We further identified a previously undescribed mechanism in which the carriage of PGE2 by intestinal mucus-derived exosome-like nanoparticles (IDENs) into the liver created an environment in which activation of the Wnt/β-catenin pathway is induced. ALT, alanine aminotransferase; APC, antigen-presenting cell; AST, aspartate
aminotransferase; ATP, adenosine triphosphate; selleck compound BMDC, bone marrow–derived dendritic cell; cAMP, cyclic adenosine monophosphate; ConA, concanavalin A; DC, dendritic cell; ELISA, enzyme-linked immunosorbent assay; FACS, fluorescence-activated cell sorting; GFP, green fluorescent protein; GSK3β, glycogen synthase kinase 3β; IDEN, intestinal mucus-derived exosome-like nanoparticle; IFN, selleck chemical interferon; IL, interleukin; LiCl, lithium chloride; mRNA, messenger RNA; NKT, natural killer T; NOD, nonobese diabetic; PBS, phosphate-buffered saline; PGE2, prostaglandin E2; PKA, protein kinase A; RT-PCR, real-time polymerase chain reaction; SCID, severe combined immunodeficient; TLR, Toll-like receptor. NKT cells were enriched via negative magnetic sorting (Miltenyi Biotec) using anti-CD11b, B220, CD8α, Gr-1, CD62L, and CD11c antibodies. Enriched NKT cells (5 × 106 per mouse) were then injected intravenously into irradiated nonobese diabetic (NOD)–severe combined immunodeficient (SCID) mice. In some cases, NK1.1+CD5+ surface stained cells (NKT) were
sorted using a FACSVantage. Sorted NKT cells were 85%-90% pure as determined by tetramer staining.
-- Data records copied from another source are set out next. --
//! Scripted collaborator double for controller unit tests.
//!
//! Every readback is a plain field the test sets; every command is recorded.

use notebot_common::geometry::{Pose2d, Translation2d};
use notebot_common::path::Path;
use notebot_common::subsystem::{Drivetrain, GoalProvider, Intake, RobotIo, Shooter};

#[derive(Debug, Clone)]
pub(crate) struct FakeRobot {
    pub pose: Pose2d,
    pub goal: Translation2d,
    pub drive: (f64, f64, f64),
    pub snap_target: Option<f64>,
    pub at_heading: bool,
    pub path_complete: bool,
    pub followed: Vec<Translation2d>,
    pub deploy_commanded: bool,
    pub fully_deployed: bool,
    pub intake_running: bool,
    pub note: bool,
    pub range: Option<f64>,
    pub ready: bool,
    pub fire_calls: u32,
    pub execute_calls: u32,
}

impl FakeRobot {
    pub fn new(goal: Translation2d) -> Self {
        Self {
            pose: Pose2d::default(),
            goal,
            drive: (0.0, 0.0, 0.0),
            snap_target: None,
            at_heading: false,
            path_complete: false,
            followed: Vec::new(),
            deploy_commanded: false,
            fully_deployed: false,
            intake_running: false,
            note: false,
            range: None,
            ready: false,
            fire_calls: 0,
            execute_calls: 0,
        }
    }
}

impl Drivetrain for FakeRobot {
    fn current_pose(&self) -> Pose2d {
        self.pose
    }

    fn set_pose(&mut self, pose: Pose2d) {
        self.pose = pose;
    }

    fn drive(&mut self, vx: f64, vy: f64, omega: f64) {
        self.drive = (vx, vy, omega);
    }

    fn snap_to_heading(&mut self, heading: f64) {
        self.snap_target = Some(heading);
    }

    fn stop_snapping(&mut self) {
        self.snap_target = None;
    }

    fn at_desired_heading(&self) -> bool {
        self.at_heading
    }

    fn follow_path(&mut self, path: &Path) -> bool {
        if self.followed.last() != Some(&path.end()) {
            self.followed.push(path.end());
        }
        self.path_complete
    }
}

impl Intake for FakeRobot {
    fn deploy(&mut self) {
        self.deploy_commanded = true;
    }

    fn retract(&mut self) {
        self.deploy_commanded = false;
    }

    fn run_intake(&mut self) {
        self.intake_running = true;
    }

    fn is_fully_deployed(&self) -> bool {
        self.fully_deployed
    }

    fn has_note(&self) -> bool {
        self.note
    }
}

impl Shooter for FakeRobot {
    fn set_range(&mut self, range: f64) {
        self.range = Some(range);
    }

    fn is_ready(&self) -> bool {
        self.ready
    }

    /// Feeding the shooter ejects whatever note is held.
    fn fire(&mut self) {
        self.fire_calls += 1;
        self.note = false;
    }
}

impl GoalProvider for FakeRobot {
    fn goal_position(&self) -> Translation2d {
        self.goal
    }
}

impl RobotIo for FakeRobot {
    fn chassis(&mut self) -> &mut dyn Drivetrain {
        self
    }

    fn intake(&mut self) -> &mut dyn Intake {
        self
    }

    fn shooter(&mut self) -> &mut dyn Shooter {
        self
    }

    fn goal(&self) -> &dyn GoalProvider {
        self
    }

    fn execute(&mut self) {
        self.intake_running = false;
        self.execute_calls += 1;
    }
}
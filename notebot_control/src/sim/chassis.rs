//! Simulated holonomic drivetrain.
//!
//! Integrates the commanded motion once per cycle in [`SimChassis::update`].
//! Path following seeks each waypoint in turn at full speed and never
//! overshoots; heading snapping turns at the turn-rate limit.

use core::time::Duration;

use notebot_common::geometry::{Pose2d, Translation2d, angle_error, normalize_angle};
use notebot_common::path::Path;
use notebot_common::subsystem::Drivetrain;
use tracing::trace;

use super::SimConfig;

/// Distance at which a waypoint counts as reached [m].
pub const WAYPOINT_TOLERANCE: f64 = 0.02;

#[derive(Debug, Clone, Copy, PartialEq)]
enum Motion {
    Velocity { vx: f64, vy: f64 },
    Seek(Translation2d),
}

#[derive(Debug, Clone, PartialEq)]
struct PathProgress {
    path: Path,
    next: usize,
}

#[derive(Debug, Clone)]
pub struct SimChassis {
    pose: Pose2d,
    motion: Motion,
    omega: f64,
    snap_target: Option<f64>,
    path: Option<PathProgress>,
    max_speed: f64,
    max_turn_rate: f64,
    heading_tolerance: f64,
}

impl SimChassis {
    pub fn new(config: &SimConfig) -> Self {
        Self {
            pose: Pose2d::default(),
            motion: Motion::Velocity { vx: 0.0, vy: 0.0 },
            omega: 0.0,
            snap_target: None,
            path: None,
            max_speed: config.max_speed,
            max_turn_rate: config.max_turn_rate,
            heading_tolerance: config.heading_tolerance,
        }
    }

    #[inline]
    pub fn pose(&self) -> Pose2d {
        self.pose
    }

    #[inline]
    pub fn snap_target(&self) -> Option<f64> {
        self.snap_target
    }

    /// Integrate one cycle of motion.
    pub fn update(&mut self, dt: Duration) {
        let dt_s = dt.as_secs_f64();
        let position = self.pose.translation;

        self.pose.translation = match self.motion {
            Motion::Velocity { vx, vy } => {
                let mut velocity = Translation2d::new(vx, vy);
                let speed = velocity.norm();
                if speed > self.max_speed {
                    velocity = velocity * (self.max_speed / speed);
                }
                position + velocity * dt_s
            }
            Motion::Seek(target) => {
                let offset = target - position;
                let distance = offset.norm();
                let step = (self.max_speed * dt_s).min(distance);
                if distance > 0.0 {
                    position + offset * (step / distance)
                } else {
                    position
                }
            }
        };

        let max_turn = self.max_turn_rate * dt_s;
        let turn = match self.snap_target {
            Some(target) => angle_error(target, self.pose.heading),
            None => self.omega * dt_s,
        };
        self.pose.heading = normalize_angle(self.pose.heading + turn.clamp(-max_turn, max_turn));

        trace!(
            x = self.pose.translation.x,
            y = self.pose.translation.y,
            heading = self.pose.heading,
            "chassis"
        );
    }
}

impl Drivetrain for SimChassis {
    fn current_pose(&self) -> Pose2d {
        self.pose
    }

    fn set_pose(&mut self, pose: Pose2d) {
        self.pose = pose;
        self.path = None;
        self.motion = Motion::Velocity { vx: 0.0, vy: 0.0 };
    }

    fn drive(&mut self, vx: f64, vy: f64, omega: f64) {
        self.motion = Motion::Velocity { vx, vy };
        self.omega = omega;
        self.path = None;
    }

    fn snap_to_heading(&mut self, heading: f64) {
        self.snap_target = Some(heading);
    }

    fn stop_snapping(&mut self) {
        self.snap_target = None;
    }

    fn at_desired_heading(&self) -> bool {
        self.snap_target
            .is_some_and(|target| angle_error(target, self.pose.heading).abs() <= self.heading_tolerance)
    }

    fn follow_path(&mut self, path: &Path) -> bool {
        if self.path.as_ref().is_none_or(|p| p.path != *path) {
            trace!(waypoints = path.waypoints().len(), "new path");
            self.path = Some(PathProgress {
                path: path.clone(),
                next: 0,
            });
        }
        let Some(progress) = self.path.as_mut() else {
            return false;
        };

        let position = self.pose.translation;
        let waypoints = progress.path.waypoints();
        while let Some(&waypoint) = waypoints.get(progress.next) {
            if waypoint.distance(position) > WAYPOINT_TOLERANCE {
                self.motion = Motion::Seek(waypoint);
                return false;
            }
            progress.next += 1;
        }
        self.motion = Motion::Seek(progress.path.end());
        true
    }
}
To determine
the effects of the liver microenvironment created by Wnt signaling on liver NKT cells, Tcf/LEF1-reporter mice as recipients were treated with α-GalCer (3 μg; Avanti Polar Lipids, Inc., Birmingham, AL) or lithium chloride (LiCl) (200 mg/kg; Sigma) every 3 days for 12 days. Recipients were then irradiated (750 rads) before intravenously administering enriched NKT cells (10 × 106 per mouse) from C57BL/6 CD45.1+ mice. Twenty-four hours after cell transfer, the mice were injected intravenously with α-GalCer (5 μg/mouse). Details of other methods used in this study are described in the Supporting Information. We first tested whether activation of Wnt/β-catenin modulates the activity of liver NKT cells. Sorted liver NKT cells that were transfected with constitutively 上海皓元 activated β-catenin (Ctnnb1) exhibited a reduction in α-GalCer tetramer-stimulated NKT cell proliferation (Fig. 1A) and production of interferon (IFN)-γ and interleukin (IL)-4 (Fig. 1B). Because of this result, we tested whether the wnt/β-catenin pathway was activated when mice are treated with α-GalCer. We found that a single injection of α-GalCer caused an increase in β-catenin/Tcf/LEF1 signaling throughout the liver of mice, as indicated by β-galactosidase activity. Multiple injections of α-GalCer resulted in much stronger β-catenin/Tcf/LEF1 signaling than a single injection (Fig. 2A).